Между тем амбалы без тени сомнения в собственной правоте, говорили сами с собой отвечая на свои же вопросы:
– Похоже это Расулова лялька.
– А я-то гляжу, ты вроде из ихних. Чурбан-баши, – рыжий парень глумливо осклабился, обнажив щербатый рот, – славный чернопопик!
Он неприятно потрепал Юку за щёку. Она резко увернулась, и прямо глядя в маленькие «простакишные» глазёнки обидчика дерзко и самоуверенно поинтересовалась:
– Неприятностей с Расулом хочешь? Идите, дяденьки, куда шли.
– Ох, ты какая дерзкая! Убавь динамик, пока смычок не обломали!
– Ладно, ну её. Пошли, Штопаный!
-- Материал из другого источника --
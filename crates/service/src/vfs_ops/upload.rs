use common::driver::FileStream;
use common::error::DriverError;
use common::vpath;

use super::{load_ready, VfsOpsError};
use crate::ServiceState;

/// Upload a file stream into a directory.
///
/// A missing stream fails with `EmptyFile` before any backend call is made.
pub async fn upload_file(
    stream: Option<FileStream>,
    account_name: &str,
    state: &ServiceState,
) -> Result<(), VfsOpsError> {
    let stream = stream.ok_or(DriverError::EmptyFile)?;
    let parent_path = vpath::normalize(&stream.parent_path);
    let (account, driver) = load_ready(account_name, state).await?;
    driver.upload(Some(stream), &account).await?;
    state.cache().invalidate(&parent_path, &account);
    Ok(())
}
use clap::Args;

use service::vfs_ops;

/// Rename an entry in place.
#[derive(Args, Debug, Clone)]
pub struct Rename {
    /// Account name
    pub account: String,

    /// Virtual path of the entry
    pub path: String,

    /// New name
    pub new_name: String,
}

#[derive(Debug, thiserror::Error)]
pub enum RenameError {
    #[error(transparent)]
    Setup(#[from] crate::op::OpSetupError),
    #[error("rename failed: {0}")]
    Failed(#[from] service::VfsOpsError),
}

#[async_trait::async_trait]
impl crate::op::Op for Rename {
    type Error = RenameError;
    type Output = String;

    async fn execute(&self, ctx: &crate::op::OpContext) -> Result<Self::Output, Self::Error> {
        let state = ctx.state().await?;
        let result = vfs_ops::rename_item(&self.path, &self.new_name, &self.account, &state).await;
        state.shutdown().await;

        result?;
        Ok(format!("renamed {} to {}", self.path, self.new_name))
    }
}
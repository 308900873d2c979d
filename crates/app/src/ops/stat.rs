use clap::Args;

use service::vfs_ops;

/// Resolve a virtual path to its metadata.
#[derive(Args, Debug, Clone)]
pub struct Stat {
    /// Account name
    pub account: String,

    /// Virtual path
    pub path: String,
}

#[derive(Debug, thiserror::Error)]
pub enum StatError {
    #[error(transparent)]
    Setup(#[from] crate::op::OpSetupError),
    #[error("stat failed: {0}")]
    Failed(#[from] service::VfsOpsError),
}

#[async_trait::async_trait]
impl crate::op::Op for Stat {
    type Error = StatError;
    type Output = String;

    async fn execute(&self, ctx: &crate::op::OpContext) -> Result<Self::Output, Self::Error> {
        let state = ctx.state().await?;
        let result = vfs_ops::stat_file(&self.path, &self.account, &state).await;
        state.shutdown().await;

        let entry = result?;
        let updated = entry
            .updated_at
            .map(|t| t.to_rfc3339())
            .unwrap_or_else(|| "unknown".to_string());
        Ok(format!(
            "name: {}\nkind: {:?}\nsize: {}\ndriver: {}\nupdated: {}",
            entry.name, entry.kind, entry.size, entry.driver, updated
        ))
    }
}
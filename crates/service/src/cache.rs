use std::collections::HashMap;
use std::sync::Arc;
use std::time::{Duration, Instant};

use parking_lot::RwLock;
use tokio::sync::watch;
use tokio::task::JoinHandle;

use common::account::Account;
use common::driver::RawListing;

#[derive(Clone, Hash, PartialEq, Eq)]
struct CacheKey {
    account: String,
    path: String,
}

struct CacheEntry {
    value: RawListing,
    expires_at: Instant,
}

/// TTL cache of raw backend listings, keyed by (account name, normalized
/// virtual path).
///
/// Values are backend-native listings, opaque here; classification into
/// entities happens on every read. Entries are only ever derived from
/// successful listing calls — the resolution engine never caches errors.
/// Same-key reads and writes are linearizable through the map lock; the
/// cache does not deduplicate concurrent miss fetches, that is the
/// resolver's job.
pub struct DirCache {
    entries: RwLock<HashMap<CacheKey, CacheEntry>>,
    expiration: Duration,
}

impl DirCache {
    pub fn new(expiration: Duration) -> Self {
        Self {
            entries: RwLock::new(HashMap::new()),
            expiration,
        }
    }

    fn key(path: &str, account: &Account) -> CacheKey {
        CacheKey {
            account: account.name.clone(),
            path: path.to_string(),
        }
    }

    /// Returns the cached listing if present and unexpired. Expired entries
    /// are dropped on the way out.
    pub fn get(&self, path: &str, account: &Account) -> Option<RawListing> {
        let key = Self::key(path, account);
        {
            let entries = self.entries.read();
            match entries.get(&key) {
                Some(entry) if entry.expires_at > Instant::now() => {
                    return Some(entry.value.clone());
                }
                Some(_) => {}
                None => return None,
            }
        }
        // Lazy expiry; re-check under the write lock in case of a racing set.
        let mut entries = self.entries.write();
        if let Some(entry) = entries.get(&key) {
            if entry.expires_at > Instant::now() {
                return Some(entry.value.clone());
            }
            entries.remove(&key);
        }
        None
    }

    /// Insert a listing with a fresh deadline, overwriting any prior entry
    /// for the key.
    pub fn set(&self, path: &str, account: &Account, value: RawListing) {
        let entry = CacheEntry {
            value,
            expires_at: Instant::now() + self.expiration,
        };
        self.entries.write().insert(Self::key(path, account), entry);
        tracing::debug!(account = %account.name, path, "cached directory listing");
    }

    /// Remove the entry for this exact key. Subtree invalidation is done by
    /// invalidating each ancestor directory individually; only directory
    /// listings are cached, never leaf files.
    pub fn invalidate(&self, path: &str, account: &Account) {
        if self.entries.write().remove(&Self::key(path, account)).is_some() {
            tracing::debug!(account = %account.name, path, "invalidated cached listing");
        }
    }

    /// Drop every listing cached under an account, used when the account is
    /// replaced or deleted.
    pub fn invalidate_account(&self, account_name: &str) {
        self.entries
            .write()
            .retain(|key, _| key.account != account_name);
    }

    /// Drop all entries past their deadline.
    pub fn purge_expired(&self) {
        let now = Instant::now();
        let mut entries = self.entries.write();
        let before = entries.len();
        entries.retain(|_, entry| entry.expires_at > now);
        let purged = before - entries.len();
        if purged > 0 {
            tracing::debug!(purged, "swept expired cache entries");
        }
    }

    pub fn len(&self) -> usize {
        self.entries.read().len()
    }

    pub fn is_empty(&self) -> bool {
        self.entries.read().is_empty()
    }

    /// Run the periodic TTL sweep until the shutdown signal fires, bounding
    /// memory for trees nobody is reading anymore.
    pub fn spawn_sweeper(
        self: &Arc<Self>,
        interval: Duration,
        mut shutdown: watch::Receiver<()>,
    ) -> JoinHandle<()> {
        let cache = Arc::clone(self);
        tokio::spawn(async move {
            let mut ticker = tokio::time::interval(interval);
            // The first tick fires immediately; skip it.
            ticker.tick().await;
            loop {
                tokio::select! {
                    _ = ticker.tick() => cache.purge_expired(),
                    _ = shutdown.changed() => break,
                }
            }
            tracing::debug!("cache sweeper stopped");
        })
    }
}

#[cfg(test)]
mod tests {
    use super::*;
    use common::account::{SortBy, SortDirection};

    fn account(name: &str) -> Account {
        Account {
            name: name.into(),
            driver: "test".into(),
            username: String::new(),
            password: String::new(),
            root_folder: "/".into(),
            status: "work".into(),
            drive_id: String::new(),
            proxy: false,
            sort_by: SortBy::default(),
            sort_direction: SortDirection::default(),
            updated_at: None,
        }
    }

    fn listing(names: &[&str]) -> RawListing {
        Arc::new(names.iter().map(|s| s.to_string()).collect::<Vec<_>>())
    }

    #[test]
    fn set_then_get_same_key() {
        let cache = DirCache::new(Duration::from_secs(60));
        let acct = account("a");
        assert!(cache.get("/", &acct).is_none());
        cache.set("/", &acct, listing(&["x"]));
        let raw = cache.get("/", &acct).expect("hit");
        let names = raw.downcast_ref::<Vec<String>>().unwrap();
        assert_eq!(names, &["x".to_string()]);
    }

    #[test]
    fn keys_are_scoped_per_account() {
        let cache = DirCache::new(Duration::from_secs(60));
        let a = account("a");
        let b = account("b");
        cache.set("/", &a, listing(&["x"]));
        assert!(cache.get("/", &b).is_none());
        cache.invalidate_account("a");
        assert!(cache.get("/", &a).is_none());
    }

    #[tokio::test]
    async fn entries_expire() {
        let cache = DirCache::new(Duration::from_millis(30));
        let acct = account("a");
        cache.set("/", &acct, listing(&["x"]));
        assert!(cache.get("/", &acct).is_some());
        tokio::time::sleep(Duration::from_millis(60)).await;
        assert!(cache.get("/", &acct).is_none());
    }

    #[tokio::test]
    async fn sweep_purges_expired_entries() {
        let cache = Arc::new(DirCache::new(Duration::from_millis(20)));
        let acct = account("a");
        cache.set("/", &acct, listing(&["x"]));
        cache.set("/sub", &acct, listing(&["y"]));
        assert_eq!(cache.len(), 2);

        let (tx, rx) = watch::channel(());
        let handle = cache.spawn_sweeper(Duration::from_millis(25), rx);
        tokio::time::sleep(Duration::from_millis(80)).await;
        assert_eq!(cache.len(), 0);
        tx.send(()).unwrap();
        handle.await.unwrap();
    }

    #[test]
    fn invalidate_is_exact_key() {
        let cache = DirCache::new(Duration::from_secs(60));
        let acct = account("a");
        cache.set("/", &acct, listing(&["x"]));
        cache.set("/sub", &acct, listing(&["y"]));
        cache.invalidate("/sub", &acct);
        assert!(cache.get("/", &acct).is_some());
        assert!(cache.get("/sub", &acct).is_none());
    }
}
use clap::Args;

use service::vfs_ops;

/// Move an entry to a new path. Task-based backends acknowledge the batch
/// submission; the vendor finishes the move on its own time.
#[derive(Args, Debug, Clone)]
pub struct Mv {
    /// Account name
    pub account: String,

    /// Source virtual path
    pub src: String,

    /// Full destination virtual path
    pub dst: String,
}

#[derive(Debug, thiserror::Error)]
pub enum MvError {
    #[error(transparent)]
    Setup(#[from] crate::op::OpSetupError),
    #[error("move failed: {0}")]
    Failed(#[from] service::VfsOpsError),
}

#[async_trait::async_trait]
impl crate::op::Op for Mv {
    type Error = MvError;
    type Output = String;

    async fn execute(&self, ctx: &crate::op::OpContext) -> Result<Self::Output, Self::Error> {
        let state = ctx.state().await?;
        let result = vfs_ops::move_item(&self.src, &self.dst, &self.account, &state).await;
        state.shutdown().await;

        result?;
        Ok(format!("moved {} -> {}", self.src, self.dst))
    }
}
Не хватало ещё разборок с Расулом по такой мелочевке.
Нижнегорск встретил пассажиров промозглыми сумерками, усталой суетой и стылой слякотью. Детская туберкулёзная больница находилась далеко от вокзала за городом, в лесном массиве. Когда автобус подкатил к нужной остановке, вечер незаметно перетёк в ночь. Сосны стояли зловещим чёрным забором, бороздя макушками тёмное небесное индиго. Указатель на остановке гласил, что до больницы два километра. Стрелочка указывала на дорогу в лес, такой непроглядно чёрный, что Юка съёжилась от страха.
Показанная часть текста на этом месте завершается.